NEW YORK: US Treasury yields were mostly lower on Monday after a mass shooting in Las Vegas and political uncertainty in Europe caused by a Spanish referendum prompted investors to seek the safety of bonds.
However, yields briefly edged higher after upbeat data on US manufacturing and construction spending, adding to a growing view that the US Federal Reserve could raise interest rates one more time before the end of the year.
Still, the overall market sentiment remained cautious.
"Treasuries are giving up some earlier gains on the releases, but the markets are trading mainly on the political headlines rather than the data," said rates strategist Aaron Kohli of BMO Capital Markets in New York.
Analysts said last week's optimism about US President Donald Trump's tax plan had also faded.
"The focus is off tax reform at the moment given the political uncertainty with the Spanish referendum and the unfortunate tragedy in Las Vegas," said interest rates strategist Gennadiy Goldberg of TD Securities in New York.
Violence erupted in Catalonia after its regional leader opened the door to a unilateral declaration of independence from Spain on Sunday as voters defied a police crackdown. According to regional officials, Catalonia voted 90 percent in favor of breaking away in a referendum that the Spanish government later declared illegal.
In the United States, some 50 people died and more than 400 were hurt when a 64-year-old gunman with an arsenal of at least 10 rifles fired on a Las Vegas country music festival on Sunday, raining down bullets from a 32nd-floor window for several minutes before killing himself.
The death toll, which police emphasized was preliminary, would make the mass shooting the deadliest in US history.
Political tension overshadowed strong US economic data.

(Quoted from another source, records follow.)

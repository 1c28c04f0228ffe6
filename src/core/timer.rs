//! Fixed-Step Tick Gate
//!
//! Decides whether enough wall-clock time has passed for the next tick.
//! Missed ticks are skipped, never replayed in a burst.

use std::time::{Duration, Instant};

/// Gate allowing one tick per `interval`.
#[derive(Clone, Debug)]
pub struct FixedStepTimer {
    interval: Duration,
    last_tick: Option<Instant>,
}

impl FixedStepTimer {
    /// Create a timer for the given tick interval.
    pub fn new(interval: Duration) -> Self {
        Self {
            interval,
            last_tick: None,
        }
    }

    /// Interval between ticks.
    pub fn interval(&self) -> Duration {
        self.interval
    }

    /// Returns true (and consumes the slot) when a tick may run at `now`.
    ///
    /// The first poll always succeeds. Early polls are no-ops.
    pub fn poll(&mut self, now: Instant) -> bool {
        match self.last_tick {
            Some(last) if now.saturating_duration_since(last) < self.interval => false,
            _ => {
                self.last_tick = Some(now);
                true
            }
        }
    }

    /// Forget the last tick so the next poll fires immediately.
    pub fn reset(&mut self) {
        self.last_tick = None;
    }
}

The Institute for Supply Management index was at 60.8 in September, exceeding August's level of 58.8 and expectations for a reading of 58. The components of the index showed gains across the board.
US construction spending rebounded in August after two straight months of declines, boosted by increases in both private and public outlays. Construction spending rose 0.5 percent to $1.21 trillion.
In mid-morning trading, the benchmark 10-year US Treasury note yield was 2.324 percent, down from 2.326 percent from late on Friday, while the 30-year yield fell to 2.846 percent from 2.858 percent.